**Task**. Retype each line of the listing below, word for word.

**Recorded information**.
*-*-*
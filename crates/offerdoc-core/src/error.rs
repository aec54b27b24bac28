use thiserror::Error;

#[derive(Debug, Error)]
pub enum CoreError {
    #[error("serialization error: {0}")]
    Serialization(#[from] serde_json::Error),

    #[error("unknown template variant: {0}")]
    UnknownVariant(String),

    #[error("form field is not a string: {0}")]
    NonStringField(String),
}
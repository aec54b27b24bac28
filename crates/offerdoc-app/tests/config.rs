use offerdoc_app::config::{
    AppConfig, LogFormat, load_config_from, load_or_init_config_in, migrate, save_config_to,
};
use offerdoc_core::models::TemplateVariant;
use offerdoc_export::BackendKind;
use serde_json::json;

#[test]
fn missing_file_yields_defaults() {
    let tmp = tempfile::tempdir().unwrap();
    let config = load_config_from(tmp.path()).unwrap();

    assert_eq!(config.config_version, 1);
    assert_eq!(config.variant, TemplateVariant::Generic);
    assert_eq!(config.suppress_marker, "[hide]");
    assert_eq!(config.backend, BackendKind::Pdf);
    assert_eq!(config.log_format, LogFormat::Pretty);
}

#[test]
fn v0_config_gains_suppress_marker() {
    let migrated = migrate(
        json!({ "variant": "freight_offer", "created_at": "2024-05-01T10:00:00Z" }),
        0,
    )
    .unwrap();

    assert_eq!(migrated["config_version"], 1);
    assert_eq!(migrated["suppress_marker"], "[hide]");

    let config: AppConfig = serde_json::from_value(migrated).unwrap();
    assert_eq!(config.variant, TemplateVariant::FreightOffer);
}

#[test]
fn migration_keeps_an_existing_marker() {
    let migrated = migrate(json!({ "suppress_marker": "#private" }), 0).unwrap();
    assert_eq!(migrated["suppress_marker"], "#private");
}

#[test]
fn newer_version_is_rejected() {
    let err = migrate(json!({ "config_version": 7 }), 7).unwrap_err();
    assert!(err.to_string().contains("newer than this build supports"));
}

#[test]
fn non_object_config_is_rejected() {
    assert!(migrate(json!([1, 2]), 0).is_err());
}

#[test]
fn save_then_load_round_trips() {
    let tmp = tempfile::tempdir().unwrap();
    let mut config = AppConfig::default();
    config.variant = TemplateVariant::FreightOffer;
    config.backend = BackendKind::None;
    config.suppress_marker = "(riservato)".to_string();
    config.layout.margin_mm = 15.0;

    save_config_to(&config, tmp.path()).unwrap();
    let loaded = load_config_from(tmp.path()).unwrap();

    assert_eq!(loaded.variant, TemplateVariant::FreightOffer);
    assert_eq!(loaded.backend, BackendKind::None);
    assert_eq!(loaded.redaction_policy().marker, "(riservato)");
    assert_eq!(loaded.layout.margin_mm, 15.0);
    assert_eq!(loaded.created_at, config.created_at);
    assert!(!tmp.path().join("config.json.tmp").exists());

    #[cfg(unix)]
    {
        use std::os::unix::fs::PermissionsExt;
        let mode = std::fs::metadata(tmp.path().join("config.json"))
            .unwrap()
            .permissions()
            .mode();
        assert_eq!(mode & 0o777, 0o600);
    }
}

#[test]
fn partial_layout_overrides_keep_other_defaults() {
    let tmp = tempfile::tempdir().unwrap();
    std::fs::write(
        tmp.path().join("config.json"),
        r#"{ "config_version": 1, "created_at": "2025-01-01T00:00:00Z", "layout": { "page_width_mm": 148.0 } }"#,
    )
    .unwrap();

    let config = load_config_from(tmp.path()).unwrap();
    assert_eq!(config.layout.page_width_mm, 148.0);
    assert_eq!(config.layout.page_height_mm, 297.0);
}

#[test]
fn first_run_writes_defaults_once() {
    let tmp = tempfile::tempdir().unwrap();
    let first = load_or_init_config_in(tmp.path()).unwrap();
    assert!(tmp.path().join("config.json").exists());

    let second = load_or_init_config_in(tmp.path()).unwrap();
    assert_eq!(second.created_at, first.created_at);
    assert_eq!(second.suppress_marker, first.suppress_marker);
}
use tracing_subscriber::EnvFilter;

use crate::config::LogFormat;

/// Install the global subscriber. `RUST_LOG` overrides the default `info`
/// filter.
pub fn init(format: LogFormat) {
    let filter = EnvFilter::try_from_default_env().unwrap_or_else(|_| EnvFilter::new("info"));
    let builder = tracing_subscriber::fmt()
        .with_env_filter(filter)
        .with_writer(std::io::stderr);
    match format {
        LogFormat::Pretty => builder.init(),
        LogFormat::Json => builder.json().init(),
    }
}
*-*-*
**Response area**.
filename crates/offerdoc-core/src/error.rs
repository aec54b27b24bac28
use thiserror::Error;

#[derive(Debug, Error)]
pub enum CoreError {
    #[error("serialization error: {0}")]
    Serialization(#[from] serde_json::Error),

    #[error("unknown template variant: {0}")]
    UnknownVariant(String),

    #[error("form field is not a string: {0}")]
    NonStringField(String),
}
repository aec54b27b24bac28
filename crates/offerdoc-app/tests/config.rs
use offerdoc_app::config::{
    AppConfig, LogFormat, load_config_from, load_or_init_config_in, migrate, save_config_to,
};
use offerdoc_core::models::TemplateVariant;
use offerdoc_export::BackendKind;
use serde_json::json;

#[test]
fn missing_file_yields_defaults() {
    let tmp = tempfile::tempdir().unwrap();
    let config = load_config_from(tmp.path()).unwrap();

    assert_eq!(config.config_version, 1);
    assert_eq!(config.variant, TemplateVariant::Generic);
    assert_eq!(config.suppress_marker, "[hide]");
    assert_eq!(config.backend, BackendKind::Pdf);
    assert_eq!(config.log_format, LogFormat::Pretty);
}

#[test]
fn v0_config_gains_suppress_marker() {
    let migrated = migrate(
        json!({ "variant": "freight_offer", "created_at": "2024-05-01T10:00:00Z" }),
        0,
    )
    .unwrap();

    assert_eq!(migrated["config_version"], 1);
    assert_eq!(migrated["suppress_marker"], "[hide]");

    let config: AppConfig = serde_json::from_value(migrated).unwrap();
    assert_eq!(config.variant, TemplateVariant::FreightOffer);
}

#[test]
fn migration_keeps_an_existing_marker() {
    let migrated = migrate(json!({ "suppress_marker": "#private" }), 0).unwrap();
    assert_eq!(migrated["suppress_marker"], "#private");
}

#[test]
fn newer_version_is_rejected() {
    let err = migrate(json!({ "config_version": 7 }), 7).unwrap_err();
    assert!(err.to_string().contains("newer than this build supports"));
}

#[test]
fn non_object_config_is_rejected() {
    assert!(migrate(json!([1, 2]), 0).is_err());
}

#[test]
fn save_then_load_round_trips() {
    let tmp = tempfile::tempdir().unwrap();
    let mut config = AppConfig::default();
    config.variant = TemplateVariant::FreightOffer;
    config.backend = BackendKind::None;
    config.suppress_marker = "(riservato)".to_string();
    config.layout.margin_mm = 15.0;

    save_config_to(&config, tmp.path()).unwrap();
    let loaded = load_config_from(tmp.path()).unwrap();

    assert_eq!(loaded.variant, TemplateVariant::FreightOffer);
    assert_eq!(loaded.backend, BackendKind::None);
    assert_eq!(loaded.redaction_policy().marker, "(riservato)");
    assert_eq!(loaded.layout.margin_mm, 15.0);
    assert_eq!(loaded.created_at, config.created_at);
    assert!(!tmp.path().join("config.json.tmp").exists());

    #[cfg(unix)]
    {
        use std::os::unix::fs::PermissionsExt;
        let mode = std::fs::metadata(tmp.path().join("config.json"))
            .unwrap()
            .permissions()
            .mode();
        assert_eq!(mode & 0o777, 0o600);
    }
}

#[test]
fn partial_layout_overrides_keep_other_defaults() {
    let tmp = tempfile::tempdir().unwrap();
    std::fs::write(
        tmp.path().join("config.json"),
        r#"{ "config_version": 1, "created_at": "2025-01-01T00:00:00Z", "layout": { "page_width_mm": 148.0 } }"#,
    )
    .unwrap();

    let config = load_config_from(tmp.path()).unwrap();
    assert_eq!(config.layout.page_width_mm, 148.0);
    assert_eq!(config.layout.page_height_mm, 297.0);
}

#[test]
fn first_run_writes_defaults_once() {
    let tmp = tempfile::tempdir().unwrap();
    let first = load_or_init_config_in(tmp.path()).unwrap();
    assert!(tmp.path().join("config.json").exists());

    let second = load_or_init_config_in(tmp.path()).unwrap();
    assert_eq!(second.created_at, first.created_at);
    assert_eq!(second.suppress_marker, first.suppress_marker);
}
use tracing_subscriber::EnvFilter;

use crate::config::LogFormat;

/// Install the global subscriber. `RUST_LOG` overrides the default `info`
/// filter.
pub fn init(format: LogFormat) {
    let filter = EnvFilter::try_from_default_env().unwrap_or_else(|_| EnvFilter::new("info"));
    let builder = tracing_subscriber::fmt()
        .with_env_filter(filter)
        .with_writer(std::io::stderr);
    match format {
        LogFormat::Pretty => builder.init(),
        LogFormat::Json => builder.json().init(),
    }
}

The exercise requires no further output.